Innovativ und „idiotensicher“
Ralf Vieweg als allgemeiner Vertreter des Borgholzhausener Bürgermeisters Dirk Speckmann ist bekannt für seine originellen Geschenke, die er gerne mit süffisanten Bemerkungen garniert. Beim Besuch der NRW-Verkehrsministerin überreicht er einen Stein aus dem Straßenpflaster von 1850 als Symbol für alte und neue Automatisierungsansätze. »Damals gab es hier am Wege viele Gaststätten, und manche Kutscher haben viel getrunken. Zum Glück wussten die Pferde, wo es hingeht«, sagt Ralf Vieweg.
"Ohne Versuche im echten Leben kann es nicht klappen."
In ihrem Grußwort bleibt die Ministerin im Bild und bezeichnet die Borgholzhausener als »Vorreiter, die das leben, was wir wollen«. Um das Klima zu schützen, müsse das Mobilitätsverhalten angepasst werden. Die Regierung habe das Projekt gerne gefördert, auch wenn es Mut erfordere. Ohne Versuche im echten Leben könne es nicht klappen, betont Ina Brandes und geht davon aus, »dass dieser gute Ansatz interessante Erkenntnisse liefern wird - für viele andere Städte in NRW«.

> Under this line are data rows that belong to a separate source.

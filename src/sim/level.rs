//! Levels: a path, the region the cursor may occupy, and what to put on it
//!
//! Two kinds of level exist. Terrain levels sample their path from a terrain
//! mesh and are bounded by a box. Road levels follow authored platforms and
//! end the run as soon as the cursor steps off every platform.

use glam::Vec3;
use rand::Rng;
use rand_pcg::Pcg32;
use serde::{Deserialize, Serialize};

use super::bounds::Bounds;
use super::path::{Path, RoadSegment, TerrainMesh, path_from_road, path_from_terrain};
use crate::error::LevelError;

/// Margin around a terrain path before the cursor is out of bounds
pub const TERRAIN_MARGIN: f32 = 10.0;
/// Length of the straight path used when level geometry is unusable
pub const FALLBACK_LENGTH: f32 = 20.0;

/// Tree meshes picked at random for obstacles
pub const TREE_MODELS: [&str; 10] = [
    "Tree_Apple_01.obj",
    "Tree_Apple_02.obj",
    "Tree_Apple_03.obj",
    "Tree_Asian_Shaped_01.obj",
    "Tree_Asian_Shaped_03.obj",
    "Tree_Asian_Shaped_04.obj",
    "Tree_Bamboo_02.obj",
    "Tree_Bamboo_10.obj",
    "Tree_Common_01.obj",
    "Tree_Common_02.obj",
];
/// Crown mesh
pub const CROWN_MODEL: &str = "Crown_0.obj";

/// Lateral distance of roadside trees from the path
const TREE_OFFSET: f32 = 2.5;
/// Every n-th waypoint gets a pair of roadside trees
const TREE_SPACING: usize = 6;
/// Every n-th waypoint may get a gem
const GEM_SPACING: usize = 3;
const GEM_CHANCE: f64 = 0.5;
const GEM_JITTER: f32 = 0.3;

/// Authored road: (extent, position) of each platform
const DEFAULT_ROAD: [([f32; 3], [f32; 3]); 72] = [
    ([4.0, 0.1, 2.0], [2.0, -0.55, 0.0]),
    ([2.0, 0.1, 3.0], [3.0, -0.55, 1.5]),
    ([4.0, 0.1, 2.0], [4.0, -0.55, 2.0]),
    ([2.0, 0.1, 3.0], [5.0, -0.55, 3.5]),
    ([4.0, 0.1, 2.0], [6.0, -0.55, 4.0]),
    ([2.0, 0.1, 3.0], [7.0, -0.55, 5.5]),
    ([4.0, 0.1, 2.0], [8.0, -0.55, 6.0]),
    ([2.0, 0.1, 3.0], [9.0, -0.55, 7.5]),
    ([4.0, 0.1, 2.0], [10.0, -0.55, 8.0]),
    ([2.0, 0.1, 3.0], [11.0, -0.55, 9.5]),
    ([4.0, 0.1, 2.0], [12.0, -0.55, 10.0]),
    ([2.0, 0.1, 3.0], [13.0, -0.55, 11.5]),
    ([4.0, 0.1, 2.0], [14.0, -0.55, 12.0]),
    ([2.0, 0.1, 3.0], [15.0, -0.55, 13.5]),
    ([4.0, 0.1, 2.0], [16.0, -0.55, 14.0]),
    ([2.0, 0.1, 3.0], [17.0, -0.55, 15.5]),
    ([4.0, 0.1, 2.0], [18.0, -0.55, 16.0]),
    ([2.0, 0.1, 3.0], [19.0, -0.55, 17.5]),
    ([4.0, 0.1, 2.0], [20.0, -0.55, 18.0]),
    ([2.0, 0.1, 3.0], [21.0, -0.55, 19.5]),
    ([4.0, 0.1, 2.0], [22.0, -0.55, 20.0]),
    ([2.0, 0.1, 3.0], [23.0, -0.55, 21.5]),
    ([4.0, 0.1, 2.0], [24.0, -0.55, 22.0]),
    ([2.0, 0.1, 3.0], [25.0, -0.55, 23.5]),
    ([1.0, 0.1, 1.5], [25.5, -0.55, 23.75]),
    ([2.0, 0.1, 1.0], [26.0, -0.55, 24.5]),
    ([1.0, 0.1, 1.5], [26.5, -0.55, 24.75]),
    ([2.0, 0.1, 1.0], [27.0, -0.55, 25.5]),
    ([1.0, 0.1, 1.5], [27.5, -0.55, 25.75]),
    ([2.0, 0.1, 1.0], [28.0, -0.55, 26.5]),
    ([1.0, 0.1, 1.5], [28.5, -0.55, 26.75]),
    ([2.0, 0.1, 1.0], [29.0, -0.55, 27.5]),
    ([1.0, 0.1, 1.5], [29.5, -0.55, 27.75]),
    ([2.0, 0.1, 1.0], [30.0, -0.55, 28.5]),
    ([1.0, 0.1, 1.5], [30.5, -0.55, 28.75]),
    ([2.0, 0.1, 1.0], [31.0, -0.55, 29.5]),
    ([1.0, 0.1, 1.5], [31.5, -0.55, 29.75]),
    ([2.0, 0.1, 1.0], [32.0, -0.55, 30.5]),
    ([1.0, 0.1, 1.5], [32.5, -0.55, 30.75]),
    ([2.0, 0.1, 1.0], [33.0, -0.55, 31.5]),
    ([1.0, 0.1, 1.5], [33.5, -0.55, 31.75]),
    ([2.0, 0.1, 1.0], [34.0, -0.55, 32.5]),
    ([1.0, 0.1, 1.5], [34.5, -0.55, 32.75]),
    ([2.0, 0.1, 1.0], [35.0, -0.55, 33.5]),
    ([1.0, 0.1, 1.5], [35.5, -0.55, 33.75]),
    ([2.0, 0.1, 1.0], [36.0, -0.55, 34.5]),
    ([1.0, 0.1, 1.5], [36.5, -0.55, 34.75]),
    ([2.0, 0.1, 1.0], [37.0, -0.55, 35.5]),
    ([1.0, 0.1, 1.5], [37.5, -0.55, 35.75]),
    ([2.0, 0.1, 1.0], [38.0, -0.55, 36.5]),
    ([1.0, 0.1, 1.5], [38.5, -0.55, 36.75]),
    ([2.0, 0.1, 1.0], [39.0, -0.55, 37.5]),
    ([1.0, 0.1, 1.5], [39.5, -0.55, 37.75]),
    ([2.0, 0.1, 1.0], [40.0, -0.55, 38.5]),
    ([1.0, 0.1, 1.5], [40.5, -0.55, 38.75]),
    ([2.0, 0.1, 1.0], [41.0, -0.55, 39.5]),
    ([2.0, 0.1, 3.0], [42.0, -0.55, 41.0]),
    ([4.0, 0.1, 2.0], [43.0, -0.55, 41.5]),
    ([2.0, 0.1, 3.0], [44.0, -0.55, 43.0]),
    ([4.0, 0.1, 2.0], [45.0, -0.55, 43.5]),
    ([2.0, 0.1, 3.0], [46.0, -0.55, 45.0]),
    ([4.0, 0.1, 2.0], [47.0, -0.55, 45.5]),
    ([2.0, 0.1, 3.0], [48.0, -0.55, 47.0]),
    ([4.0, 0.1, 2.0], [49.0, -0.55, 47.5]),
    ([2.0, 0.1, 3.0], [50.0, -0.55, 49.0]),
    ([4.0, 0.1, 2.0], [51.0, -0.55, 49.5]),
    ([2.0, 0.1, 3.0], [52.0, -0.55, 51.0]),
    ([4.0, 0.1, 2.0], [53.0, -0.55, 51.5]),
    ([2.0, 0.1, 3.0], [54.0, -0.55, 53.0]),
    ([4.0, 0.1, 2.0], [55.0, -0.55, 53.5]),
    ([2.0, 0.1, 3.0], [56.0, -0.55, 55.0]),
    ([4.0, 0.1, 2.0], [57.0, -0.55, 55.5]),
];

/// How the path and region were derived
#[derive(Debug, Clone, Copy, PartialEq, Eq, Serialize, Deserialize)]
pub enum LevelKind {
    Terrain,
    Road,
}

/// Authored road level file
#[derive(Debug, Clone, Serialize, Deserialize)]
pub struct RoadFile {
    pub segments: Vec<RoadSegment>,
}

/// Level geometry (immutable once built)
#[derive(Debug, Clone, PartialEq)]
pub struct Level {
    pub kind: LevelKind,
    pub path: Path,
    pub bounds: Bounds,
}

impl Level {
    pub fn new(kind: LevelKind, path: Path, bounds: Bounds) -> Self {
        Self { kind, path, bounds }
    }

    /// Path sampled from terrain, bounded by a box around it
    pub fn from_terrain(mesh: &TerrainMesh, min_angle_deg: f32) -> Result<Self, LevelError> {
        let points = path_from_terrain(mesh)?;
        let bounds = Bounds::around(&points, TERRAIN_MARGIN);
        let path = Path::new(points, min_angle_deg)?;
        Ok(Self::new(LevelKind::Terrain, path, bounds))
    }

    /// Path through the centres of authored platforms, bounded by them
    pub fn from_road(segments: &[RoadSegment], min_angle_deg: f32) -> Result<Self, LevelError> {
        let points = path_from_road(segments)?;
        let path = Path::new(points, min_angle_deg)?;
        Ok(Self::new(LevelKind::Road, path, Bounds::road(segments)))
    }

    /// Parse a `RoadFile` from JSON
    pub fn from_json(json: &str, min_angle_deg: f32) -> Result<Self, LevelError> {
        let file: RoadFile = serde_json::from_str(json)?;
        Self::from_road(&file.segments, min_angle_deg)
    }

    /// Straight default path with a generous box
    pub fn fallback() -> Self {
        let path = Path::straight(FALLBACK_LENGTH);
        let bounds = Bounds::around(path.points(), TERRAIN_MARGIN);
        Self::new(LevelKind::Terrain, path, bounds)
    }

    /// Terrain level, or the straight fallback if the mesh is unusable
    pub fn terrain_or_fallback(mesh: &TerrainMesh, min_angle_deg: f32) -> Self {
        Self::from_terrain(mesh, min_angle_deg).unwrap_or_else(|err| {
            log::warn!("Terrain unusable ({err}), falling back to a straight path");
            Self::fallback()
        })
    }

    /// The built-in zig-zag road
    pub fn default_road(min_angle_deg: f32) -> Self {
        Self::from_road(&default_road_segments(), min_angle_deg).unwrap_or_else(|err| {
            log::warn!("Default road unusable ({err}), falling back to a straight path");
            Self::fallback()
        })
    }

    /// Terrain level over procedurally generated terrain
    pub fn demo_terrain(seed: u64, min_angle_deg: f32) -> Self {
        Self::terrain_or_fallback(&TerrainMesh::winding(seed, 48), min_angle_deg)
    }
}

/// Platforms of the built-in road
pub fn default_road_segments() -> Vec<RoadSegment> {
    DEFAULT_ROAD
        .iter()
        .map(|&(extent, position)| {
            RoadSegment::new(Vec3::from_array(position), Vec3::from_array(extent))
        })
        .collect()
}

/// Where collectibles and obstacles go on a fresh level
#[derive(Debug, Clone, Default, PartialEq)]
pub struct Population {
    pub gems: Vec<Vec3>,
    /// Position and sound index
    pub crowns: Vec<(Vec3, u8)>,
    pub trees: Vec<Vec3>,
}

/// Lay out gems, crowns and roadside trees along `path`
pub fn populate(path: &Path, rng: &mut Pcg32) -> Population {
    let points = path.points();
    let last = path.last_index();
    let mut population = Population::default();

    for i in (GEM_SPACING..last).step_by(GEM_SPACING) {
        if rng.random_bool(GEM_CHANCE) {
            let jitter = rng.random_range(-GEM_JITTER..=GEM_JITTER);
            population.gems.push(points[i] + Vec3::X * jitter);
        }
    }

    let mut crown_indices = vec![points.len() / 3, points.len() * 2 / 3, last.saturating_sub(1)];
    crown_indices.retain(|&i| i > 0 && i < last);
    crown_indices.dedup();
    for (sound_index, i) in crown_indices.into_iter().enumerate() {
        population.crowns.push((points[i], sound_index as u8));
    }

    for i in (0..points.len()).step_by(TREE_SPACING) {
        population.trees.push(points[i] + Vec3::X * TREE_OFFSET);
        population.trees.push(points[i] - Vec3::X * TREE_OFFSET);
    }

    population
}

/// Pick a tree mesh
pub fn random_tree_model(rng: &mut Pcg32) -> &'static str {
    TREE_MODELS[rng.random_range(0..TREE_MODELS.len())]
}

#[cfg(test)]
mod tests {
    use super::*;
    use rand::SeedableRng;

    #[test]
    fn test_default_road_is_a_road_level() {
        let level = Level::default_road(10.0);
        assert_eq!(level.kind, LevelKind::Road);
        assert_eq!(level.path.len(), DEFAULT_ROAD.len());
        // Start and every waypoint are on the road
        for p in level.path.points() {
            assert!(level.bounds.contains(*p));
        }
        // The zig-zag needs a turn at nearly every platform
        assert!(level.path.turns().len() > 50);
    }

    #[test]
    fn test_default_road_segments_between_waypoints_stay_on_road() {
        let level = Level::default_road(10.0);
        for pair in level.path.points().windows(2) {
            for k in 0..=20 {
                let p = pair[0].lerp(pair[1], k as f32 / 20.0);
                assert!(level.bounds.contains(p), "off road at {p:?}");
            }
        }
    }

    #[test]
    fn test_from_json() {
        let json = r#"{"segments":[
            {"position":[0.0,0.0,0.0],"extent":[2.0,0.1,2.0]},
            {"position":[0.0,0.0,4.0],"extent":[2.0,0.1,6.0]},
            {"position":[4.0,0.0,4.0],"extent":[6.0,0.1,2.0]}
        ]}"#;
        let level = Level::from_json(json, 10.0).unwrap();
        assert_eq!(level.path.turns(), &[1]);
        assert!(matches!(level.bounds, Bounds::Road(ref r) if r.len() == 3));

        assert!(matches!(
            Level::from_json("{\"segments\": 3}", 10.0),
            Err(LevelError::Malformed(_))
        ));
        assert_eq!(
            Level::from_json("{\"segments\": []}", 10.0),
            Err(LevelError::InvalidLevelGeometry { points: 0 })
        );
    }

    #[test]
    fn test_terrain_fallback() {
        let level = Level::terrain_or_fallback(&TerrainMesh::default(), 10.0);
        assert_eq!(level, Level::fallback());
        assert_eq!(level.path.len(), 2);
    }

    #[test]
    fn test_demo_terrain_contains_its_path() {
        let level = Level::demo_terrain(3, 10.0);
        assert_eq!(level.kind, LevelKind::Terrain);
        assert_eq!(level.path.len(), 48);
        for p in level.path.points() {
            assert!(level.bounds.contains(*p));
        }
    }

    #[test]
    fn test_populate_is_deterministic() {
        let level = Level::default_road(10.0);
        let a = populate(&level.path, &mut Pcg32::seed_from_u64(42));
        let b = populate(&level.path, &mut Pcg32::seed_from_u64(42));
        assert_eq!(a, b);
        assert_eq!(a.crowns.len(), 3);
        assert_eq!(
            a.crowns.iter().map(|c| c.1).collect::<Vec<_>>(),
            vec![0, 1, 2]
        );
        // Two trees per 6 waypoints
        assert_eq!(a.trees.len(), 2 * DEFAULT_ROAD.len().div_ceil(TREE_SPACING));
        assert!(a.gems.len() <= DEFAULT_ROAD.len() / GEM_SPACING);
    }

    #[test]
    fn test_populate_short_path() {
        let path = Path::new(vec![Vec3::ZERO, Vec3::Z, Vec3::new(1.0, 0.0, 1.0)], 10.0).unwrap();
        let population = populate(&path, &mut Pcg32::seed_from_u64(1));
        assert!(population.gems.is_empty());
        assert_eq!(population.crowns, vec![(Vec3::Z, 0)]);
        assert_eq!(population.trees.len(), 2);
    }
}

Anfang April ist die Mobilstation inklusive dem bundesweit einzigartigen Linien-E-Carsharing am Bahnhof Borgholzhausen eröffnet worden. Als eins von insgesamt 60 Projekten der Regionale 2022 ist die innovative Idee mit über einer Million Euro gefördert worden. Weil sie bei der Eröffnung fehlte, kommt Ina Brandes nun im Rahmen einer Rundreise zu vier aktuellen Mobilitätsprojekten in Ostwestfalen zur »Aufnahme des Echtzeitbetriebs«, wie es der ehrenamtliche Mobilitätsmanager Peter Thoelen formuliert.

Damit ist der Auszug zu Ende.